Nun gibt es diesen Rückzug der Polizei und gleichzeitig die Aufforderung der Regierung, nach Hause zu gehen. Lassen sich die Demonstranten davon beeindrucken?
Bislang liessen sie sich nicht beeindrucken. Einige sind zwar nach Hause gegangen. Das hat aber mehr mit Erschöpfung zu tun. Sie waren die ganze Nacht draussen. Sie sind müde und brauchen eine Pause. Viele sind jedoch sehr entschlossen, den Prozess so lange weiterzuführen, wie es eben geht. Viele legen es auch darauf an, von der Polizei mit Gewalt vertrieben zu werden. Sie leisten passiven zivilen Ungehorsam. Es wird zwar passiv, aber sehr bestimmt demonstriert, und wenn die Polizei das nicht haben will, dann müssen sie eingreifen und die Leute wegtragen.

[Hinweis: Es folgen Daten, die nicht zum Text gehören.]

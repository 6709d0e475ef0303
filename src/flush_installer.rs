// Copyright (c) 2024-present, fjall-rs
// This source code is licensed under both the Apache 2.0 and MIT License
// (found in the LICENSE-* files in the repository)

//! Serializes concurrent flush completions into manifest-commit order.
//!
//! Multiple flush workers may finish at the same time, but manifest edits
//! must land in memtable-creation order. A single `commit_in_progress` flag
//! ensures at most one committer drains the list at a time; everyone else's
//! completion is simply recorded and picked up by whichever thread currently
//! holds the flag.

use crate::memtable::{EditRecord, MemtableId};
use crate::memtable_list::MemTableList;
use std::sync::atomic::{AtomicBool, Ordering};
use std::sync::Mutex;

/// A manifest commit produced by draining one contiguous run of completed
/// flushes from the front of the immutable list.
#[derive(Debug, PartialEq, Eq)]
pub struct CommitBatch {
    /// Memtable ids removed by this batch, in creation order.
    pub memtable_ids: Vec<MemtableId>,
    /// The combined edit across every distinct destination file number in
    /// this batch's run, concatenated in creation order, per §4.5.
    pub edit: EditRecord,
    /// `true` if this batch is part of an atomic multi-column-family group
    /// and should be tagged with a descending remaining-members counter so
    /// manifest replay rejects a partial group.
    pub atomic_group_remaining: Option<u32>,
}

/// Trait a column family's manifest-commit sink implements; kept abstract
/// since manifest on-disk layout is outside this core's scope.
pub trait ManifestSink {
    /// Applies a batch's edits. Releases and reacquires no locks itself —
    /// the caller is responsible for dropping its coordinating mutex around
    /// this call, matching §4.5's "releasing and reacquiring the
    /// coordinating mutex around the I/O".
    fn commit(&self, batch: &CommitBatch) -> crate::Result<()>;
}

/// `true` if the column family backing this installer has been dropped.
///
/// When dropped, flushed memtables are *not* unlinked from the memtable
/// list on successful commit, since outstanding iterators on the dropped
/// family must keep reading them (§4.5's last invariant).
pub trait DropState {
    fn is_dropped(&self) -> bool;
}

pub struct FlushInstaller {
    commit_in_progress: AtomicBool,
    /// Guards the scan-and-commit critical section; distinct from
    /// `commit_in_progress` so a second committer can observe "someone is
    /// already draining" without blocking on the mutex itself.
    drain_lock: Mutex<()>,
    /// Set by [`Self::begin_atomic_group`], consumed by the next batch this
    /// installer commits. A caller coordinating an atomic flush across
    /// several column families calls this on each family's installer with a
    /// shared descending counter before triggering their flushes, so every
    /// resulting `CommitBatch` is tagged with how many group members are
    /// still outstanding; manifest replay can then reject a partial group.
    pending_atomic_group: Mutex<Option<u32>>,
    #[cfg(feature = "metrics")]
    telemetry: std::sync::Arc<dyn crate::telemetry::TelemetrySink>,
}

impl Default for FlushInstaller {
    fn default() -> Self {
        Self::new(
            #[cfg(feature = "metrics")]
            std::sync::Arc::new(crate::telemetry::NoopTelemetrySink),
        )
    }
}

impl FlushInstaller {
    #[must_use]
    pub fn new(
        #[cfg(feature = "metrics")] telemetry: std::sync::Arc<dyn crate::telemetry::TelemetrySink>,
    ) -> Self {
        Self {
            commit_in_progress: AtomicBool::new(false),
            drain_lock: Mutex::new(()),
            pending_atomic_group: Mutex::new(None),
            #[cfg(feature = "metrics")]
            telemetry,
        }
    }

    /// Marks the next batch this installer commits as one member of an
    /// atomic multi-column-family flush group with `remaining` members
    /// (including this one) left to land. Cleared once consumed.
    ///
    /// # Panics
    /// Panics on lock poisoning.
    pub fn begin_atomic_group(&self, remaining: u32) {
        #[expect(clippy::expect_used, reason = "lock poisoning is unrecoverable")]
        let mut guard = self.pending_atomic_group.lock().expect("lock poisoned");
        *guard = Some(remaining);
    }

    /// Called by a flush worker (or a thread that just marked one
    /// `flush_completed`) to try to become the committer and drain as many
    /// contiguous completed flushes as are available.
    ///
    /// If another thread is already committing, this call is a no-op: that
    /// thread will observe the newly completed memtable on its next scan.
    ///
    /// # Panics
    /// Panics on lock poisoning.
    pub fn try_install<S: ManifestSink, D: DropState>(
        &self,
        memlist: &MemTableList,
        sink: &S,
        drop_state: &D,
    ) -> crate::Result<()> {
        if self
            .commit_in_progress
            .compare_exchange(false, true, Ordering::AcqRel, Ordering::Acquire)
            .is_err()
        {
            return Ok(());
        }

        #[expect(clippy::expect_used, reason = "lock poisoning is unrecoverable")]
        let _drain_guard = self.drain_lock.lock().expect("lock poisoned");

        let result = self.drain_loop(memlist, sink, drop_state);

        self.commit_in_progress.store(false, Ordering::Release);
        result
    }

    fn drain_loop<S: ManifestSink, D: DropState>(
        &self,
        memlist: &MemTableList,
        sink: &S,
        drop_state: &D,
    ) -> crate::Result<()> {
        loop {
            let version = memlist.current();

            // Oldest completed memtables sit at the back of `memlist` (front
            // is newest); scan from the oldest end for a contiguous run of
            // `flush_completed` memtables. The run can span several distinct
            // destination file numbers (one flush job per file number), so
            // group by `file_number` and combine every group's own edit into
            // one commit, rather than keeping only the very first memtable's
            // edit.
            let mut batch_ids = Vec::new();
            let mut combined_new_files = Vec::new();
            let mut last_file_number = None;

            for memtable in version.memlist().iter().rev() {
                if !memtable.is_flush_completed() {
                    break;
                }

                let file_number = memtable.file_number();
                if last_file_number != Some(file_number) {
                    combined_new_files.extend(memtable.edit_record().new_files);
                    last_file_number = Some(file_number);
                } else {
                    debug_assert!(
                        memtable.edit_record().is_empty(),
                        "only the first memtable sharing a file_number carries that file's edit record"
                    );
                }

                batch_ids.push(memtable.id());
            }

            if batch_ids.is_empty() {
                return Ok(());
            }

            let batch_edit = EditRecord {
                new_files: combined_new_files,
            };

            // Creation order: ids were collected oldest-to-newest already,
            // since we scanned from the back (oldest) forward.
            let atomic_group_remaining = {
                #[expect(clippy::expect_used, reason = "lock poisoning is unrecoverable")]
                let mut guard = self.pending_atomic_group.lock().expect("lock poisoned");
                guard.take()
            };

            let batch = CommitBatch {
                memtable_ids: batch_ids,
                edit: batch_edit,
                atomic_group_remaining,
            };

            match sink.commit(&batch) {
                Ok(()) => {
                    log::debug!(
                        "installed flush batch {:?}, {} new file(s)",
                        batch.memtable_ids,
                        batch.edit.new_files.len()
                    );
                    #[cfg(feature = "metrics")]
                    self.telemetry.on_flush_installed(batch.memtable_ids.len());
                    if drop_state.is_dropped() {
                        // Outstanding iterators on the dropped family may
                        // still read these memtables, so they stay linked
                        // rather than being unlinked here. Nothing else
                        // about `memlist` changes by committing again, so
                        // stop draining instead of recommitting the same
                        // batch forever.
                        return Ok(());
                    }
                    for id in &batch.memtable_ids {
                        memlist.remove(*id);
                    }
                }
                Err(e) => {
                    log::warn!("flush batch {:?} failed to commit: {e:?}", batch.memtable_ids);
                    for id in &batch.memtable_ids {
                        if let Some(m) = version.memlist().iter().find(|m| m.id() == *id) {
                            m.rollback_flush();
                        }
                    }
                    return Err(e);
                }
            }
        }
    }
}

#[cfg(test)]
mod tests {
    use super::*;
    use crate::key::{InternalKey, UserValue, ValueType};
    use crate::memtable::{FileMetadata, Memtable};
    use std::sync::Arc;
    use test_log::test;

    struct RecordingSink {
        batches: Mutex<Vec<CommitBatch>>,
    }

    impl RecordingSink {
        fn new() -> Self {
            Self {
                batches: Mutex::new(Vec::new()),
            }
        }
    }

    impl ManifestSink for RecordingSink {
        fn commit(&self, batch: &CommitBatch) -> crate::Result<()> {
            self.batches.lock().unwrap().push(CommitBatch {
                memtable_ids: batch.memtable_ids.clone(),
                edit: batch.edit.clone(),
                atomic_group_remaining: batch.atomic_group_remaining,
            });
            Ok(())
        }
    }

    struct NotDropped;
    impl DropState for NotDropped {
        fn is_dropped(&self) -> bool {
            false
        }
    }

    struct AlwaysDropped;
    impl DropState for AlwaysDropped {
        fn is_dropped(&self) -> bool {
            true
        }
    }

    fn make_memtable(id: u64) -> Arc<Memtable> {
        let m = Memtable::new(id, 0);
        m.insert(
            InternalKey::new("k", id, ValueType::Put),
            UserValue::from("v"),
        );
        m.seal();
        Arc::new(m)
    }

    #[test]
    fn commits_contiguous_completed_batch_in_creation_order() {
        let memlist = MemTableList::new(10, 1 << 20);

        let m0 = make_memtable(0);
        let m1 = make_memtable(1);
        memlist.add(m0.clone());
        memlist.add(m1.clone());
        // front = m1 (newest), back = m0 (oldest)

        m0.complete_flush(
            100,
            EditRecord {
                new_files: vec![FileMetadata {
                    file_number: 100,
                    smallest: InternalKey::new("k", 0, ValueType::Put),
                    largest: InternalKey::new("k", 0, ValueType::Put),
                }],
            },
        );
        m1.complete_flush(101, EditRecord::empty());

        #[cfg(feature = "metrics")]
        let telemetry: Arc<dyn crate::telemetry::TelemetrySink> =
            Arc::new(crate::telemetry::NoopTelemetrySink);
        let installer = FlushInstaller::new(
            #[cfg(feature = "metrics")]
            telemetry,
        );
        let sink = RecordingSink::new();
        installer
            .try_install(&memlist, &sink, &NotDropped)
            .unwrap();

        let batches = sink.batches.lock().unwrap();
        assert_eq!(batches.len(), 1);
        assert_eq!(batches[0].memtable_ids, vec![0, 1]);
        assert_eq!(batches[0].edit.new_files.len(), 1);

        assert!(memlist.current().memlist().is_empty());
    }

    #[test]
    fn stops_batch_at_first_incomplete_memtable() {
        let memlist = MemTableList::new(10, 1 << 20);
        let m0 = make_memtable(0);
        let m1 = make_memtable(1);
        memlist.add(m0.clone());
        memlist.add(m1);

        m0.complete_flush(100, EditRecord::empty());
        // m1 not completed.

        #[cfg(feature = "metrics")]
        let telemetry: Arc<dyn crate::telemetry::TelemetrySink> =
            Arc::new(crate::telemetry::NoopTelemetrySink);
        let installer = FlushInstaller::new(
            #[cfg(feature = "metrics")]
            telemetry,
        );
        let sink = RecordingSink::new();
        installer
            .try_install(&memlist, &sink, &NotDropped)
            .unwrap();

        assert_eq!(sink.batches.lock().unwrap()[0].memtable_ids, vec![0]);
        assert_eq!(memlist.current().memlist_history().len(), 1);
    }

    #[test]
    fn atomic_group_tag_is_attached_once_then_cleared() {
        let memlist = MemTableList::new(10, 1 << 20);
        let m0 = make_memtable(0);
        let m1 = make_memtable(1);
        memlist.add(m0.clone());
        m0.complete_flush(100, EditRecord::empty());

        #[cfg(feature = "metrics")]
        let telemetry: Arc<dyn crate::telemetry::TelemetrySink> =
            Arc::new(crate::telemetry::NoopTelemetrySink);
        let installer = FlushInstaller::new(
            #[cfg(feature = "metrics")]
            telemetry,
        );
        let sink = RecordingSink::new();
        installer.begin_atomic_group(2);
        installer.try_install(&memlist, &sink, &NotDropped).unwrap();

        assert_eq!(sink.batches.lock().unwrap()[0].atomic_group_remaining, Some(2));

        memlist.add(m1.clone());
        m1.complete_flush(101, EditRecord::empty());
        installer.try_install(&memlist, &sink, &NotDropped).unwrap();

        assert_eq!(
            sink.batches.lock().unwrap()[1].atomic_group_remaining,
            None,
            "the tag is consumed by the first batch and must not leak into the next"
        );
    }

    #[test]
    fn dropped_column_family_keeps_memtables_after_commit() {
        let memlist = MemTableList::new(10, 1 << 20);
        let m0 = make_memtable(0);
        memlist.add(m0.clone());
        m0.complete_flush(100, EditRecord::empty());

        #[cfg(feature = "metrics")]
        let telemetry: Arc<dyn crate::telemetry::TelemetrySink> =
            Arc::new(crate::telemetry::NoopTelemetrySink);
        let installer = FlushInstaller::new(
            #[cfg(feature = "metrics")]
            telemetry,
        );
        let sink = RecordingSink::new();
        installer
            .try_install(&memlist, &sink, &AlwaysDropped)
            .unwrap();

        assert_eq!(sink.batches.lock().unwrap().len(), 1);
        assert_eq!(memlist.current().memlist().len(), 1, "not unlinked on dropped CF");
    }
}
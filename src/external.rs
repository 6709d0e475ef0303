// Copyright (c) 2024-present, fjall-rs
// This source code is licensed under both the Apache 2.0 and MIT License
// (found in the LICENSE-* files in the repository)

//! Contracts this core consumes from external collaborators, per §6.
//!
//! Byte-exact WAL framing, manifest file layout, and SST table format are
//! out of scope (see spec.md's Non-goals); these traits only pin down the
//! call surface this core's components drive against, the way
//! [`crate::comparator::UserComparator`] pins down key ordering without
//! this core implementing a comparator registry.

use crate::key::InternalKey;
use crate::merge::InternalIterator;
use crate::range_tombstone::fragmenter::FragmentedTombstoneList;
use std::sync::Arc;

/// The write-ahead log this core's memtable writes are mirrored to before
/// being considered durable. Framing and recovery are the implementor's
/// concern.
pub trait LogWriter {
    /// Appends one record (already serialized by the caller).
    ///
    /// # Errors
    /// Returns an error on I/O failure.
    fn append(&mut self, record: &[u8]) -> crate::Result<()>;

    /// Forces buffered writes to stable storage.
    ///
    /// # Errors
    /// Returns an error on I/O failure.
    fn sync(&mut self) -> crate::Result<()>;

    /// Current on-disk size of the log file.
    fn file_size(&self) -> u64;
}

/// Applies a batch of version edits to the manifest atomically, invoking
/// `callback` with the final commit status.
///
/// Implementors release and reacquire their own coordinating mutex around
/// the actual I/O, per §6 — [`crate::flush_installer::FlushInstaller`]
/// relies on this to avoid holding its drain lock across an fsync.
pub trait ManifestLogger {
    fn log_and_apply(
        &self,
        edit: &crate::memtable::EditRecord,
        callback: &mut dyn FnMut(crate::Result<()>),
    );
}

/// Options controlling how a [`TableReader`] constructs an iterator or point
/// lookup; opaque to this core beyond being passed through.
#[derive(Debug, Clone, Copy, Default)]
pub struct ReadOptions {
    pub verify_checksums: bool,
    pub fill_cache: bool,
}

/// A handle to an on-disk sorted run's table, as consumed by
/// [`crate::merge::merging_iterator::MergingIterator`] and
/// [`crate::range_tombstone::truncated_iter::TruncatedRangeDelIterator`].
///
/// Table byte layout is out of scope for this core; this trait only names
/// the operations a merging iterator drives.
pub trait TableReader {
    /// Builds a child iterator over this table's point keys.
    fn new_iterator(&self, opts: ReadOptions) -> Box<dyn InternalIterator + Send>;

    /// Returns this table's range-tombstone fragment list, if it has any.
    fn new_range_tombstone_iterator(&self, opts: ReadOptions) -> Option<Arc<FragmentedTombstoneList>>;

    /// A direct point lookup, bypassing iterator construction when the
    /// table format supports one (e.g. a block-index probe).
    ///
    /// # Errors
    /// Returns an error on I/O or corruption; `Ok(None)` means provably
    /// absent from this table.
    fn get(&self, key: &InternalKey, opts: ReadOptions) -> crate::Result<Option<crate::key::UserValue>>;
}

/// The secondary-cache contract [`crate::cache::tiered::TieredCache`] is
/// built against, named here to keep the core's dependency on "some
/// secondary tier" explicit even though this crate ships its own reference
/// implementations ([`crate::cache::compressed`], [`crate::cache::nvm`]).
pub trait SecondaryCache {
    fn insert(&self, key: &[u8], value: &crate::cache::CacheValue, helper: &'static crate::cache::CacheHelper);

    fn insert_saved(&self, key: &[u8], bytes: Vec<u8>);

    /// # Errors
    /// Propagates reconstruction failures from a corrupt serialized form.
    fn lookup(&self, key: &[u8]) -> crate::Result<Option<crate::cache::CacheValue>>;

    fn erase(&self, key: &[u8]);

    /// Blocks until every outstanding asynchronous lookup this cache issued
    /// has resolved. This core's reference tiers resolve synchronously, so
    /// implementing it as a no-op is correct for them; a real NVM device
    /// backing would use this to batch I/O completions.
    fn wait_all(&self) {}

    /// Whether `erase` can force an entry out even while callers hold
    /// outstanding references to it.
    fn supports_force_erase(&self) -> bool {
        false
    }
}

Wie stark beeinträchtigen die Demonstrationen das öffentliche Leben in der Stadt?
Heute Morgen gab es grosse Probleme. Etwa 200 Buslinien wurden entweder ganz unterbrochen oder sie wurden umgeleitet. Die Strassenbahn fuhr nicht mehr. Viele Hauptverkehrsstrassen in der Stadt waren betroffen. Nach wie vor ist der Verkehr in Hongkong stark behindert. Immerhin funktioniert die U-Bahn. Damit können die Leute noch zur Arbeit kommen. Hongkong hat heute schon eine Art Ausnahmezustand.
Wie stark ist der Rückhalt der Demonstranten in der Bevölkerung?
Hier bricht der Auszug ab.